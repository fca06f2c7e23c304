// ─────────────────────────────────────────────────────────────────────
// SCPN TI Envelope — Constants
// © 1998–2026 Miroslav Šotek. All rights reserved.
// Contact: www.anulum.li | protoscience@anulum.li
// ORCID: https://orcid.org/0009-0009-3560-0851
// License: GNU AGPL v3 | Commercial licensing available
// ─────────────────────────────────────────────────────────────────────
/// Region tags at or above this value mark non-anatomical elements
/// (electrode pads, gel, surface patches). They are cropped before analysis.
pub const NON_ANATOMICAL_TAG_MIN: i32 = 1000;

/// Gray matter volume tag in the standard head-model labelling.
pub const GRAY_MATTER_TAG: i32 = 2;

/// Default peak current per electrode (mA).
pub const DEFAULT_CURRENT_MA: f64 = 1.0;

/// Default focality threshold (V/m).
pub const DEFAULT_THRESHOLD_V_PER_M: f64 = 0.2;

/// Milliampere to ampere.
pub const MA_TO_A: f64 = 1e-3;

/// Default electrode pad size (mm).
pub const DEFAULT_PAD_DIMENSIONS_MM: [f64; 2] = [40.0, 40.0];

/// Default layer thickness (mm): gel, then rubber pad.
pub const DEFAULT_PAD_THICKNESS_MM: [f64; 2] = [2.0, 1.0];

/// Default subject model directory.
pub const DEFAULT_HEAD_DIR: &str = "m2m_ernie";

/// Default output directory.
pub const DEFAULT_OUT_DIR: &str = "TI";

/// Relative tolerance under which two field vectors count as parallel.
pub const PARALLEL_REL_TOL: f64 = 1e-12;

• [DIRECTIONS]
Without any alteration, repeat the entire listing.

• [SOLUTION TO THIS TASK]
repository fca06f2c7e23c304
// ─────────────────────────────────────────────────────────────────────
// SCPN TI Envelope — Constants
// © 1998–2026 Miroslav Šotek. All rights reserved.
// Contact: www.anulum.li | protoscience@anulum.li
// ORCID: https://orcid.org/0009-0009-3560-0851
// License: GNU AGPL v3 | Commercial licensing available
// ─────────────────────────────────────────────────────────────────────
/// Region tags at or above this value mark non-anatomical elements
/// (electrode pads, gel, surface patches). They are cropped before analysis.
pub const NON_ANATOMICAL_TAG_MIN: i32 = 1000;

/// Gray matter volume tag in the standard head-model labelling.
pub const GRAY_MATTER_TAG: i32 = 2;

/// Default peak current per electrode (mA).
pub const DEFAULT_CURRENT_MA: f64 = 1.0;

/// Default focality threshold (V/m).
pub const DEFAULT_THRESHOLD_V_PER_M: f64 = 0.2;

/// Milliampere to ampere.
pub const MA_TO_A: f64 = 1e-3;

/// Default electrode pad size (mm).
pub const DEFAULT_PAD_DIMENSIONS_MM: [f64; 2] = [40.0, 40.0];

/// Default layer thickness (mm): gel, then rubber pad.
pub const DEFAULT_PAD_THICKNESS_MM: [f64; 2] = [2.0, 1.0];

/// Default subject model directory.
pub const DEFAULT_HEAD_DIR: &str = "m2m_ernie";

/// Default output directory.
pub const DEFAULT_OUT_DIR: &str = "TI";

/// Relative tolerance under which two field vectors count as parallel.
pub const PARALLEL_REL_TOL: f64 = 1e-12;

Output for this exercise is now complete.